History of WaHI

Spuyten Duyvil Creek    

NYC Dept. of Parks & Recreation (December 2000)

Spuyten DuyvilThere has been much speculation concerning the origin of the name “Spuyten Duyvil.” Dutch in origin, Spuyten Duyvil can be translated in two ways, depending on the pronunciation. One translation is “Devil’s whirlpool,” and indeed, sections of the creek were sometimes turbulent during high tide. The second interpretation is “to spite the Devil.” This translation was popularized by Washington Irving’s story in which a Dutch trumpeter vowed to swim across the turbulent creek during the British attack on New Amsterdam “en spijt den Duyvil (in spite of the Devil).”

Running from the Hudson River to the Harlem River, the Spuyten Duyvil Creek marks the northernmost tip of Manhattan Island. The creek’s significance is revealed through local Native American legends, an era of Dutch settlement, and laborious years of altering its natural course for commercial purposes. Eventually renamed the Harlem River Ship Canal (also the U.S. Ship Canal), this tidal strait has splendid views, and a variety of wildlife that still thrives despite years of human-induced change.

Lenape Indians inhabited the area for thousands of years. A Lenape settlement once stood on the Bronx side of the creek, in the area above where Columbia’s huge letter C can be seen today. Columbia University rowers painted the letter C for themselves and for their school’s teams, which play at Baker Field/Wien Stadium across the creek. The Lenape Indians called the banks of the Spuyten Duyvil Shorakapok, which has commonly been translated as “the sitting down place” or “the place between the ridges.” With an abundance of oysters, fish, waterfowl, and a diversity of other creatures, this region was an ideal hunting and fishing ground for the Lenape. Additionally, they relied on the innumerable freshwater springs that meandered throughout the vast wetlands.

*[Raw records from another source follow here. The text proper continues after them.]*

//! Bar representation and ingestion-time validation.

use serde::{Deserialize, Serialize};

/// One OHLCV bar, optionally carrying the funding rate accrued over the bar
/// and the open interest at its close.
#[derive(Debug, Clone, Copy, PartialEq, Serialize, Deserialize)]
pub struct Bar {
    pub t: i64, // open time (ms since epoch, UTC)
    pub o: f64,
    pub h: f64,
    pub l: f64,
    pub c: f64,
    pub v: f64,
    #[serde(default, skip_serializing_if = "Option::is_none")]
    pub funding: Option<f64>,
    #[serde(default, skip_serializing_if = "Option::is_none")]
    pub open_interest: Option<f64>,
}

/// Bars keyed by symbol.
pub type CandleData = rustc_hash::FxHashMap<String, Vec<Bar>>;

/// Why a bar was rejected at ingestion.
#[derive(Debug, Clone, Copy, PartialEq, Eq, Serialize, Deserialize)]
#[serde(rename_all = "snake_case")]
pub enum BarFault {
    NonFinitePrice,
    NonPositivePrice,
    InvertedRange,
    NegativeVolume,
    NonFiniteFunding,
    /// Timestamp earlier than or equal to the previous accepted bar.
    OutOfOrder,
}

impl std::fmt::Display for BarFault {
    fn fmt(&self, f: &mut std::fmt::Formatter<'_>) -> std::fmt::Result {
        let s = match self {
            BarFault::NonFinitePrice => "non-finite price",
            BarFault::NonPositivePrice => "non-positive price",
            BarFault::InvertedRange => "high below low",
            BarFault::NegativeVolume => "negative or non-finite volume",
            BarFault::NonFiniteFunding => "non-finite funding rate",
            BarFault::OutOfOrder => "timestamp not after previous bar",
        };
        f.write_str(s)
    }
}

impl Bar {
    /// Flat bar at `price` with zero volume and no funding.
    pub fn flat(t: i64, price: f64) -> Self {
        Self {
            t,
            o: price,
            h: price,
            l: price,
            c: price,
            v: 0.0,
            funding: None,
            open_interest: None,
        }
    }

    /// Validate this bar against the previously accepted bar's timestamp.
    pub fn fault(&self, prev_t: Option<i64>) -> Option<BarFault> {
        let prices = [self.o, self.h, self.l, self.c];
        if prices.iter().any(|p| !p.is_finite()) {
            return Some(BarFault::NonFinitePrice);
        }
        if prices.iter().any(|&p| p <= 0.0) {
            return Some(BarFault::NonPositivePrice);
        }
        if self.h < self.l {
            return Some(BarFault::InvertedRange);
        }
        if !self.v.is_finite() || self.v < 0.0 {
            return Some(BarFault::NegativeVolume);
        }
        if matches!(self.funding, Some(f) if !f.is_finite()) {
            return Some(BarFault::NonFiniteFunding);
        }
        if matches!(prev_t, Some(p) if self.t <= p) {
            return Some(BarFault::OutOfOrder);
        }
        None
    }

    #[inline]
    pub fn funding_rate(&self) -> f64 {
        self.funding.unwrap_or(0.0)
    }
}

#[cfg(test)]
mod tests {
    use super::*;

    #[test]
    fn flat_bar_is_valid() {
        assert_eq!(Bar::flat(0, 100.0).fault(None), None);
    }

    #[test]
    fn detects_price_faults() {
        let mut b = Bar::flat(0, 100.0);
        b.c = f64::NAN;
        assert_eq!(b.fault(None), Some(BarFault::NonFinitePrice));
        b.c = 0.0;
        assert_eq!(b.fault(None), Some(BarFault::NonPositivePrice));
        b.c = 100.0;
        b.h = 90.0;
        assert_eq!(b.fault(None), Some(BarFault::InvertedRange));
    }

    #[test]
    fn detects_out_of_order_and_duplicates() {
        let b = Bar::flat(1_000, 100.0);
        assert_eq!(b.fault(Some(2_000)), Some(BarFault::OutOfOrder));
        assert_eq!(b.fault(Some(1_000)), Some(BarFault::OutOfOrder));
        assert_eq!(b.fault(Some(999)), None);
    }

    #[test]
    fn detects_volume_and_funding_faults() {
        let mut b = Bar::flat(0, 100.0);
        b.v = -1.0;
        assert_eq!(b.fault(None), Some(BarFault::NegativeVolume));
        b.v = 1.0;
        b.funding = Some(f64::INFINITY);
        assert_eq!(b.fault(None), Some(BarFault::NonFiniteFunding));
    }
}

Map of Marble Hill today, with Spuyten Duyvil Creek filled inWritten accounts of the creek first appear in the year 1609, when Henry Hudson and his crew may have briefly anchored their ship, Half Moon, in the Spuyten Duyvil. During the colonial period, many Dutch farmers and merchants found it convenient to cross the Spuyten Duyvil rather than pay for ferry service across the Harlem River at 125th Street. In 1669, to prevent people from crossing for free, Johannes Verveelen moved his ferry to where West 231st Street and Broadway now intersect. In 1673, Frederick Philipse replaced the ferry with a toll bridge known as the King’s Bridge. Reacting to both the fee and the occasional inconvenience of using this bridge, a Dutch landowner named Jacob Dyckman raised funds to construct the Free Bridge in 1758, which was later destroyed by the Continental Army while fleeing the British during the Revolutionary War.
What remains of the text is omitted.